I unexpectedly found myself crying over the Iraq war as I read the obituary of Capt. Maria Ines Ortiz, a highly praised Army nurse. What I read broke my heart. The story of this remarkable woman and her tragic, pointless killing in Iraq had so much more power than the endless statistics that have numbed our emotions and fed our anger about Bush’s Iraq War.
Maria was just 40 years old. She volunteered for duty in Iraq, eager to do her part. She wanted to take care of soldiers. She was the first Army nurse killed in combat since the Vietnam War.
Everyone who ever worked with Maria adored and respected her. She was one of those truly exceptional people who transcended her professional status with loving care for those she nursed and worked with.
Maria was killed on July 10 in the Green Zone in Baghdad. She was caught outside by a barrage of mortar shells and killed by shrapnel.
Before going to Iraq last fall she was the chief nurse at the Kirk U.S. Army Health Clinic in Aberdeen, Maryland. Many people there broke down in tears when the clinic commander called everyone together to tell them Maria was another casualty of the Iraq War. Renee Smith who had worked with Maria described her as the “jewel of the clinic.” “Her work wasn’t finished until everybody was cared for,” said Smith.
Maria had also served at Walter Reed Army Medical Center. Medical Command officials are considering naming a building or clinic in her name to honor her memory.
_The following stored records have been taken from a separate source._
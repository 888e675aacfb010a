// SPDX-FileCopyrightText: 2026 Concierge Contributors
// SPDX-License-Identifier: MIT OR Apache-2.0

//! Configuration model structs for the Concierge gateway.
//!
//! All structs use `#[serde(deny_unknown_fields)]` to reject unrecognized
//! config keys at startup, providing actionable error messages.

use serde::{Deserialize, Serialize};

/// Top-level Concierge configuration.
///
/// Loaded from TOML files following XDG hierarchy, with environment variable overrides.
/// All sections are optional and default to sensible values.
#[derive(Debug, Clone, Deserialize, Serialize)]
#[serde(deny_unknown_fields)]
pub struct ConciergeConfig {
    /// Logging level (trace, debug, info, warn, error).
    #[serde(default = "default_log_level")]
    pub log_level: String,

    /// HTTP listener settings.
    #[serde(default)]
    pub server: ServerConfig,

    /// Gemini provider settings.
    #[serde(default)]
    pub gemini: GeminiConfig,

    /// DeepSeek provider settings.
    #[serde(default)]
    pub deepseek: DeepSeekConfig,

    /// Model selection heuristics.
    #[serde(default)]
    pub routing: RoutingConfig,

    /// Streaming relay pacing.
    #[serde(default)]
    pub stream: StreamConfig,

    /// Storage backend settings.
    #[serde(default)]
    pub storage: StorageConfig,

    /// Password hashing and session token settings.
    #[serde(default)]
    pub auth: AuthConfig,
}

impl Default for ConciergeConfig {
    fn default() -> Self {
        Self {
            log_level: default_log_level(),
            server: ServerConfig::default(),
            gemini: GeminiConfig::default(),
            deepseek: DeepSeekConfig::default(),
            routing: RoutingConfig::default(),
            stream: StreamConfig::default(),
            storage: StorageConfig::default(),
            auth: AuthConfig::default(),
        }
    }
}

impl ConciergeConfig {
    /// Fills provider keys left unset by files and `CONCIERGE_*` variables
    /// from the bare `GEMINI_API_KEY` / `DEEPSEEKER_API_KEY` names.
    pub fn with_key_fallbacks(mut self, lookup: impl Fn(&str) -> Option<String>) -> Self {
        if self.gemini.api_key.is_none() {
            self.gemini.api_key = lookup(GEMINI_KEY_ENV).filter(|k| !k.trim().is_empty());
        }
        if self.deepseek.api_key.is_none() {
            self.deepseek.api_key = lookup(DEEPSEEK_KEY_ENV).filter(|k| !k.trim().is_empty());
        }
        self
    }

    /// Renders the effective configuration as TOML with API keys masked.
    pub fn to_redacted_toml(&self) -> Result<String, toml::ser::Error> {
        let mut shown = self.clone();
        for key in [&mut shown.gemini.api_key, &mut shown.deepseek.api_key] {
            if key.is_some() {
                *key = Some("********".to_string());
            }
        }
        toml::to_string_pretty(&shown)
    }
}

/// Fallback environment variable for the Gemini key.
pub const GEMINI_KEY_ENV: &str = "GEMINI_API_KEY";

/// Fallback environment variable for the DeepSeek key.
pub const DEEPSEEK_KEY_ENV: &str = "DEEPSEEKER_API_KEY";

fn default_log_level() -> String {
    "info".to_string()
}

/// HTTP listener configuration.
#[derive(Debug, Clone, Deserialize, Serialize)]
#[serde(deny_unknown_fields)]
pub struct ServerConfig {
    /// Address to bind the server to.
    #[serde(default = "default_bind_address")]
    pub bind_address: String,

    /// TCP port.
    #[serde(default = "default_port")]
    pub port: u16,
}

impl Default for ServerConfig {
    fn default() -> Self {
        Self {
            bind_address: default_bind_address(),
            port: default_port(),
        }
    }
}

fn default_bind_address() -> String {
    "127.0.0.1".to_string()
}

fn default_port() -> u16 {
    8020
}

/// Gemini (`generateContent`) provider configuration.
#[derive(Debug, Clone, Deserialize, Serialize)]
#[serde(deny_unknown_fields)]
pub struct GeminiConfig {
    /// API key. `None` leaves the provider unconfigured.
    #[serde(default)]
    pub api_key: Option<String>,

    /// Base URL of the Generative Language API.
    #[serde(default = "default_gemini_base_url")]
    pub base_url: String,

    /// Whole-request timeout in seconds.
    #[serde(default = "default_gemini_timeout_secs")]
    pub timeout_secs: u64,
}

impl Default for GeminiConfig {
    fn default() -> Self {
        Self {
            api_key: None,
            base_url: default_gemini_base_url(),
            timeout_secs: default_gemini_timeout_secs(),
        }
    }
}

fn default_gemini_base_url() -> String {
    "https://generativelanguage.googleapis.com".to_string()
}

fn default_gemini_timeout_secs() -> u64 {
    30
}

/// DeepSeek chat-completions provider configuration.
#[derive(Debug, Clone, Deserialize, Serialize)]
#[serde(deny_unknown_fields)]
pub struct DeepSeekConfig {
    /// API key. `None` leaves the provider unconfigured.
    #[serde(default)]
    pub api_key: Option<String>,

    /// Base URL; `/v1/chat/completions` is appended.
    #[serde(default = "default_deepseek_base_url")]
    pub base_url: String,

    /// Upstream model name sent in the request body.
    #[serde(default = "default_deepseek_model")]
    pub model: String,

    /// Maximum tokens to generate per response.
    #[serde(default = "default_deepseek_max_tokens")]
    pub max_tokens: u32,

    /// TCP connect timeout in seconds.
    #[serde(default = "default_connect_timeout_secs")]
    pub connect_timeout_secs: u64,

    /// Read timeout in seconds.
    #[serde(default = "default_read_timeout_secs")]
    pub read_timeout_secs: u64,
}

impl Default for DeepSeekConfig {
    fn default() -> Self {
        Self {
            api_key: None,
            base_url: default_deepseek_base_url(),
            model: default_deepseek_model(),
            max_tokens: default_deepseek_max_tokens(),
            connect_timeout_secs: default_connect_timeout_secs(),
            read_timeout_secs: default_read_timeout_secs(),
        }
    }
}

fn default_deepseek_base_url() -> String {
    "https://api.deepseek.com".to_string()
}

fn default_deepseek_model() -> String {
    "deepseek-chat".to_string()
}

fn default_deepseek_max_tokens() -> u32 {
    600
}

fn default_connect_timeout_secs() -> u64 {
    3
}

fn default_read_timeout_secs() -> u64 {
    5
}

/// Model selection configuration.
#[derive(Debug, Clone, Deserialize, Serialize)]
#[serde(deny_unknown_fields)]
pub struct RoutingConfig {
    /// Queries with at least this many words count as long.
    #[serde(default = "default_long_query_words")]
    pub long_query_words: usize,
}

impl Default for RoutingConfig {
    fn default() -> Self {
        Self {
            long_query_words: default_long_query_words(),
        }
    }
}

fn default_long_query_words() -> usize {
    20
}

/// Streaming relay configuration.
#[derive(Debug, Clone, Deserialize, Serialize)]
#[serde(deny_unknown_fields)]
pub struct StreamConfig {
    /// Words per delta event.
    #[serde(default = "default_chunk_words")]
    pub chunk_words: usize,

    /// Pause after each delta event, in milliseconds.
    #[serde(default = "default_chunk_delay_ms")]
    pub chunk_delay_ms: u64,
}

impl Default for StreamConfig {
    fn default() -> Self {
        Self {
            chunk_words: default_chunk_words(),
            chunk_delay_ms: default_chunk_delay_ms(),
        }
    }
}

fn default_chunk_words() -> usize {
    10
}

fn default_chunk_delay_ms() -> u64 {
    50
}

/// Storage backend configuration.
#[derive(Debug, Clone, Deserialize, Serialize)]
#[serde(deny_unknown_fields)]
pub struct StorageConfig {
    /// Path to the SQLite database file.
    #[serde(default = "default_database_path")]
    pub database_path: String,

    /// Enable WAL (Write-Ahead Logging) mode for SQLite.
    #[serde(default = "default_wal_mode")]
    pub wal_mode: bool,
}

impl Default for StorageConfig {
    fn default() -> Self {
        Self {
            database_path: default_database_path(),
            wal_mode: default_wal_mode(),
        }
    }
}

fn default_database_path() -> String {
    dirs::data_dir()
        .map(|p| p.join("concierge").join("concierge.db"))
        .unwrap_or_else(|| std::path::PathBuf::from("concierge.db"))
        .to_string_lossy()
        .into_owned()
}

fn default_wal_mode() -> bool {
    true
}

/// Account authentication configuration.
#[derive(Debug, Clone, Deserialize, Serialize)]
#[serde(deny_unknown_fields)]
pub struct AuthConfig {
    /// Random bytes per session token before base64 encoding.
    #[serde(default = "default_token_bytes")]
    pub token_bytes: usize,

    /// Argon2id memory cost in KiB.
    #[serde(default = "default_memory_cost")]
    pub memory_cost_kib: u32,

    /// Argon2id iteration count.
    #[serde(default = "default_iterations")]
    pub iterations: u32,

    /// Argon2id parallelism lanes.
    #[serde(default = "default_parallelism")]
    pub parallelism: u32,
}

impl Default for AuthConfig {
    fn default() -> Self {
        Self {
            token_bytes: default_token_bytes(),
            memory_cost_kib: default_memory_cost(),
            iterations: default_iterations(),
            parallelism: default_parallelism(),
        }
    }
}

fn default_token_bytes() -> usize {
    32
}

fn default_memory_cost() -> u32 {
    19456
}

fn default_iterations() -> u32 {
    2
}

fn default_parallelism() -> u32 {
    1
}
Wendy Schuler, another co-worker at Aberdeen, had sent Maria an email, asking if she needed anything. All Maria wanted was Christmas decorations so she could brighten up the halls at the hospital where she worked. Her colleagues there held a memorial service for her. They talked about how Maria had touched their lives.
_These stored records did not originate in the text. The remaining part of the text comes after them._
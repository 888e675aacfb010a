// SPDX-FileCopyrightText: 2026 Concierge Contributors
// SPDX-License-Identifier: MIT OR Apache-2.0

//! Query modules for storage entities.

pub mod analytics;
pub mod interactions;
pub mod users;
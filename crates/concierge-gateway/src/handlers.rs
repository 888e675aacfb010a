// SPDX-FileCopyrightText: 2026 Concierge Contributors
// SPDX-License-Identifier: MIT OR Apache-2.0

//! HTTP request handlers for the gateway REST API.

use axum::extract::{Path, Query as QueryParams, State};
use axum::Json;
use concierge_agent::ChatOutcome;
use concierge_core::types::{User, UserAnalytics};
use concierge_core::{ConciergeError, HistoryFilter, Interaction, ModelId, ProviderKind, Query};
use serde::{Deserialize, Serialize};
use tracing::info;

use crate::auth::{LoginSession, INVALID_CREDENTIALS, INVALID_SESSION};
use crate::error::ApiError;
use crate::server::GatewayState;

/// Default page size for `/chat/history`.
pub const DEFAULT_HISTORY_LIMIT: u32 = 50;

/// Default period reported by `/analytics/report`.
pub const DEFAULT_REPORT_DAYS: u32 = 30;

/// Request body for `/chat` and `/chat/stream`.
#[derive(Debug, Deserialize)]
pub struct ChatRequest {
    pub query: String,
    #[serde(default)]
    pub session_id: Option<String>,
    /// Session token; attributes the interaction to its user.
    #[serde(default)]
    pub token: Option<String>,
}

impl ChatRequest {
    /// Resolves the optional token and builds the routed query.
    pub(crate) async fn into_query(self, state: &GatewayState) -> Result<Query, ConciergeError> {
        let mut query = Query::new(self.query);
        if let Some(session_id) = self.session_id.filter(|s| !s.is_empty()) {
            query = query.with_session(session_id);
        }
        if let Some(token) = self.token.filter(|t| !t.is_empty()) {
            let user = state
                .accounts
                .verify(&token)
                .await?
                .ok_or_else(|| ConciergeError::Unauthorized(INVALID_SESSION.into()))?;
            query = query.with_user(user.id);
        }
        Ok(query)
    }
}

/// POST /chat
pub async fn post_chat(
    State(state): State<GatewayState>,
    Json(body): Json<ChatRequest>,
) -> Result<Json<ChatOutcome>, ApiError> {
    if body.query.trim().is_empty() {
        return Err(ConciergeError::empty_query().into());
    }
    let query = body.into_query(&state).await?;
    let outcome = state.chat.chat(query).await?;
    Ok(Json(outcome))
}

#[derive(Debug, Deserialize)]
pub struct HistoryParams {
    pub limit: Option<u32>,
    pub session_id: Option<String>,
}

#[derive(Debug, Serialize)]
pub struct HistoryResponse {
    pub success: bool,
    pub history: Vec<Interaction>,
    pub count: usize,
}

/// GET /chat/history
pub async fn get_history(
    State(state): State<GatewayState>,
    QueryParams(params): QueryParams<HistoryParams>,
) -> Result<Json<HistoryResponse>, ApiError> {
    let filter = HistoryFilter {
        session_id: params.session_id.filter(|s| !s.is_empty()),
        user_id: None,
    };
    let limit = params.limit.unwrap_or(DEFAULT_HISTORY_LIMIT);
    let history = state.chat.history(limit, &filter).await?;
    Ok(Json(HistoryResponse {
        success: true,
        count: history.len(),
        history,
    }))
}

#[derive(Debug, Serialize)]
pub struct ModelStatus {
    pub model: ModelId,
    pub status: &'static str,
    pub provider: &'static str,
}

#[derive(Debug, Serialize)]
pub struct ModelsStatusResponse {
    pub models: Vec<ModelStatus>,
    pub count: usize,
    pub time: String,
}

/// GET /models/status
///
/// Lists the catalog models whose provider had a credential at startup.
pub async fn get_models_status(State(state): State<GatewayState>) -> Json<ModelsStatusResponse> {
    let credentials = state.chat.dispatcher().credentials();
    let models: Vec<ModelStatus> = ModelId::ALL
        .iter()
        .filter(|m| match m.provider() {
            ProviderKind::Gemini => credentials.gemini,
            ProviderKind::DeepSeek => credentials.deepseek,
        })
        .map(|m| ModelStatus {
            model: *m,
            status: "available",
            provider: m.provider().vendor(),
        })
        .collect();
    Json(ModelsStatusResponse {
        count: models.len(),
        models,
        time: chrono::Utc::now().to_rfc3339(),
    })
}

#[derive(Debug, Deserialize)]
pub struct RegisterRequest {
    pub username: String,
    pub email: String,
    pub password: String,
}

#[derive(Debug, Deserialize)]
pub struct LoginRequest {
    pub username: String,
    pub password: String,
}

/// Response body for `/auth/register` and `/auth/login`.
#[derive(Debug, Serialize)]
pub struct AuthResponse {
    pub success: bool,
    pub message: String,
    #[serde(skip_serializing_if = "Option::is_none")]
    pub user_id: Option<i64>,
    #[serde(skip_serializing_if = "Option::is_none")]
    pub token: Option<String>,
}

impl AuthResponse {
    fn issued(message: &str, session: LoginSession) -> Self {
        Self {
            success: true,
            message: message.to_string(),
            user_id: Some(session.user_id),
            token: Some(session.token),
        }
    }

    fn refused(message: impl Into<String>) -> Self {
        Self {
            success: false,
            message: message.into(),
            user_id: None,
            token: None,
        }
    }
}

/// POST /auth/register
pub async fn post_register(
    State(state): State<GatewayState>,
    Json(body): Json<RegisterRequest>,
) -> Result<Json<AuthResponse>, ApiError> {
    match state
        .accounts
        .register(&body.username, &body.email, &body.password)
        .await
    {
        Ok(session) => Ok(Json(AuthResponse::issued(
            "User registered successfully",
            session,
        ))),
        Err(ConciergeError::Conflict(message)) => Ok(Json(AuthResponse::refused(message))),
        Err(e) => Err(e.into()),
    }
}

/// POST /auth/login
pub async fn post_login(
    State(state): State<GatewayState>,
    Json(body): Json<LoginRequest>,
) -> Result<Json<AuthResponse>, ApiError> {
    let reply = match state.accounts.login(&body.username, &body.password).await? {
        Some(session) => {
            info!(user_id = session.user_id, "login succeeded");
            AuthResponse::issued("Login successful", session)
        }
        None => AuthResponse::refused(INVALID_CREDENTIALS),
    };
    Ok(Json(reply))
}

#[derive(Debug, Deserialize)]
pub struct TokenParams {
    pub token: String,
}

#[derive(Debug, Serialize)]
pub struct VerifyResponse {
    pub success: bool,
    #[serde(skip_serializing_if = "Option::is_none")]
    pub user: Option<User>,
    #[serde(skip_serializing_if = "Option::is_none")]
    pub message: Option<String>,
}

/// GET /auth/verify
pub async fn get_verify(
    State(state): State<GatewayState>,
    QueryParams(params): QueryParams<TokenParams>,
) -> Result<Json<VerifyResponse>, ApiError> {
    let reply = match state.accounts.verify(&params.token).await? {
        Some(user) => VerifyResponse {
            success: true,
            user: Some(user),
            message: None,
        },
        None => VerifyResponse {
            success: false,
            user: None,
            message: Some(INVALID_SESSION.to_string()),
        },
    };
    Ok(Json(reply))
}

#[derive(Debug, Serialize)]
pub struct AnalyticsResponse {
    pub success: bool,
    pub analytics: UserAnalytics,
}

/// GET /analytics/user/{user_id}
pub async fn get_user_analytics(
    State(state): State<GatewayState>,
    Path(user_id): Path<i64>,
    QueryParams(params): QueryParams<TokenParams>,
) -> Result<Json<AnalyticsResponse>, ApiError> {
    state.accounts.authorize(&params.token, user_id).await?;
    let analytics = state.accounts.store().analytics(user_id).await?;
    Ok(Json(AnalyticsResponse {
        success: true,
        analytics,
    }))
}

#[derive(Debug, Deserialize)]
pub struct ReportParams {
    pub token: String,
    pub days: Option<u32>,
}

#[derive(Debug, Serialize)]
pub struct ReportSummary {
    pub total_conversations: u64,
    pub total_tokens_used: u64,
    pub total_cost: f64,
    pub avg_response_time: f64,
    pub avg_confidence: f64,
    pub most_used_agent: String,
    pub most_used_model: String,
}

#[derive(Debug, Serialize)]
pub struct DetailedMetrics {
    pub agent_breakdown: Vec<concierge_core::types::AgentUsage>,
    pub model_performance: Vec<concierge_core::types::ModelUsage>,
    pub daily_activity: Vec<concierge_core::types::DailyUsage>,
}

#[derive(Debug, Serialize)]
pub struct UserReport {
    pub user_info: User,
    pub period_days: u32,
    pub summary: ReportSummary,
    pub detailed_metrics: DetailedMetrics,
    pub generated_at: String,
}

#[derive(Debug, Serialize)]
pub struct ReportResponse {
    pub success: bool,
    pub report: UserReport,
}

impl UserReport {
    pub fn new(user: User, period_days: u32, analytics: UserAnalytics) -> Self {
        let summary = ReportSummary {
            total_conversations: analytics.stats.total_chats,
            total_tokens_used: analytics.stats.total_tokens,
            total_cost: analytics.stats.total_cost,
            avg_response_time: analytics.stats.avg_response_time,
            avg_confidence: analytics.stats.avg_confidence,
            most_used_agent: analytics.most_used_agent().unwrap_or("None").to_string(),
            most_used_model: analytics.most_used_model().unwrap_or("None").to_string(),
        };
        Self {
            user_info: user,
            period_days,
            summary,
            detailed_metrics: DetailedMetrics {
                agent_breakdown: analytics.agent_usage,
                model_performance: analytics.model_usage,
                daily_activity: analytics.daily_usage,
            },
            generated_at: chrono::Utc::now().to_rfc3339(),
        }
    }
}

/// GET /analytics/report/{user_id}
pub async fn get_user_report(
    State(state): State<GatewayState>,
    Path(user_id): Path<i64>,
    QueryParams(params): QueryParams<ReportParams>,
) -> Result<Json<ReportResponse>, ApiError> {
    let user = state.accounts.authorize(&params.token, user_id).await?;
    let analytics = state.accounts.store().analytics(user_id).await?;
    let days = params.days.unwrap_or(DEFAULT_REPORT_DAYS);
    Ok(Json(ReportResponse {
        success: true,
        report: UserReport::new(user, days, analytics),
    }))
}

#[derive(Debug, Serialize)]
pub struct HealthResponse {
    pub status: String,
    pub version: String,
    pub uptime_secs: u64,
}

/// GET /health
pub async fn get_health(State(state): State<GatewayState>) -> Json<HealthResponse> {
    Json(HealthResponse {
        status: "ok".to_string(),
        version: env!("CARGO_PKG_VERSION").to_string(),
        uptime_secs: state.started.elapsed().as_secs(),
    })
}

#[cfg(test)]
mod tests {
    use super::*;
    use concierge_core::types::{AgentUsage, ModelUsage, UsageStats};

    #[test]
    fn chat_request_accepts_bare_query() {
        let req: ChatRequest = serde_json::from_str(r#"{"query": "hello"}"#).unwrap();
        assert_eq!(req.query, "hello");
        assert!(req.session_id.is_none());
        assert!(req.token.is_none());
    }

    #[test]
    fn refused_auth_omits_user_and_token() {
        let json = serde_json::to_value(AuthResponse::refused(INVALID_CREDENTIALS)).unwrap();
        assert_eq!(json["success"], false);
        assert_eq!(json["message"], INVALID_CREDENTIALS);
        assert!(json.get("token").is_none());
    }

    fn user() -> User {
        User {
            id: 1,
            username: "ada".into(),
            email: "ada@example.com".into(),
            created_at: "2026-01-01T00:00:00.000Z".into(),
            last_login: None,
            is_active: true,
        }
    }

    #[test]
    fn empty_report_names_none() {
        let report = UserReport::new(user(), 30, UserAnalytics::default());
        assert_eq!(report.summary.most_used_agent, "None");
        assert_eq!(report.summary.most_used_model, "None");
        assert_eq!(report.summary.total_conversations, 0);
    }

    #[test]
    fn report_picks_most_used() {
        let analytics = UserAnalytics {
            stats: UsageStats {
                total_chats: 3,
                ..UsageStats::default()
            },
            agent_usage: vec![
                AgentUsage {
                    agent_used: "Code Assistant".into(),
                    count: 2,
                },
                AgentUsage {
                    agent_used: "Task Helper".into(),
                    count: 1,
                },
            ],
            model_usage: vec![ModelUsage {
                model: "deepseeker-1.0".into(),
                count: 3,
                avg_time: 1.5,
            }],
            daily_usage: vec![],
        };
        let report = UserReport::new(user(), 7, analytics);
        let json = serde_json::to_value(&report).unwrap();
        assert_eq!(json["period_days"], 7);
        assert_eq!(json["summary"]["most_used_agent"], "Code Assistant");
        assert_eq!(json["summary"]["most_used_model"], "deepseeker-1.0");
        assert_eq!(json["detailed_metrics"]["agent_breakdown"][0]["count"], 2);
        assert_eq!(json["user_info"]["username"], "ada");
    }
}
Maria started her Army career as an enlisted solder with the Reserve in Puerto Rico in 1991. She became active duty in 1993 and was commissioned an officer in 1999, the year she received her nursing masters degree from the University of Puerto Rico. Dead in 2007.
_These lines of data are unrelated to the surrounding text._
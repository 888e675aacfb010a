// SPDX-FileCopyrightText: 2026 Concierge Contributors
// SPDX-License-Identifier: MIT OR Apache-2.0

//! Provider adapter trait for upstream LLM integrations.

use async_trait::async_trait;

use crate::traits::adapter::PluginAdapter;
use crate::types::{Completion, ModelId, ProviderKind};

/// Adapter for an upstream language-model provider.
///
/// `generate` is infallible by contract: a missing credential, a transport
/// error, a non-success status or an unparseable body all come back as a
/// failed [`Completion`] carrying the message and the elapsed wall time.
#[async_trait]
pub trait ProviderAdapter: PluginAdapter {
    /// The provider family this adapter serves.
    fn kind(&self) -> ProviderKind;

    /// Whether a credential was configured at startup.
    fn is_configured(&self) -> bool;

    /// Sends `prompt` to `model` and reports the outcome.
    async fn generate(&self, prompt: &str, model: ModelId) -> Completion;
}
Upon returning from Iraq, Maria was to marry Juan Casiano, an Army veteran who had guided her career. He said “She touched everyone's lives and everything about her was positive. She always carried a smile. I saw in her what everyone else sees, a beautiful person who brings joy to everyone she touches. There wasn’t anything negative about that woman.”
Maria is also survived by her parents and four sisters. Her father had also served in the Army and said, “She always said to me ‘daddy, I am going to serve 30 years in the army.’” Maria only made it halfway.
Maria will be buried at Arlington National Cemetery.
Maria was just 40 years old with so much more living, loving and service ahead of her. Bush is guilty of her criminally negligent homicide.
I don’t know what Maria thought of the Iraq War. But her death has done more than anything else to make me despise what our disgraceful, delusional and dumb President George W. Bush has done. It will take a long, long time for our nation to heal from the wounds that Bush has viciously and arrogantly inflicted on us.
Maria should not have died from shrapnel in Iraq. And neither should have thousands and thousands of other Americans died and become terribly wounded in Iraq. For what? To keep all the lies of Bush alive until, eventually and inevitably, we leave Iraq, defeated and with even more dead and wounded soldiers?
By then Bush will be back in Texas, disgraced, delusional and dumb as ever. And many, many people will still shed tears when they remember Maria and ask themselves: Why?
And why, I ask, is there any hesitation by any sane member of Congress about impeaching Bush?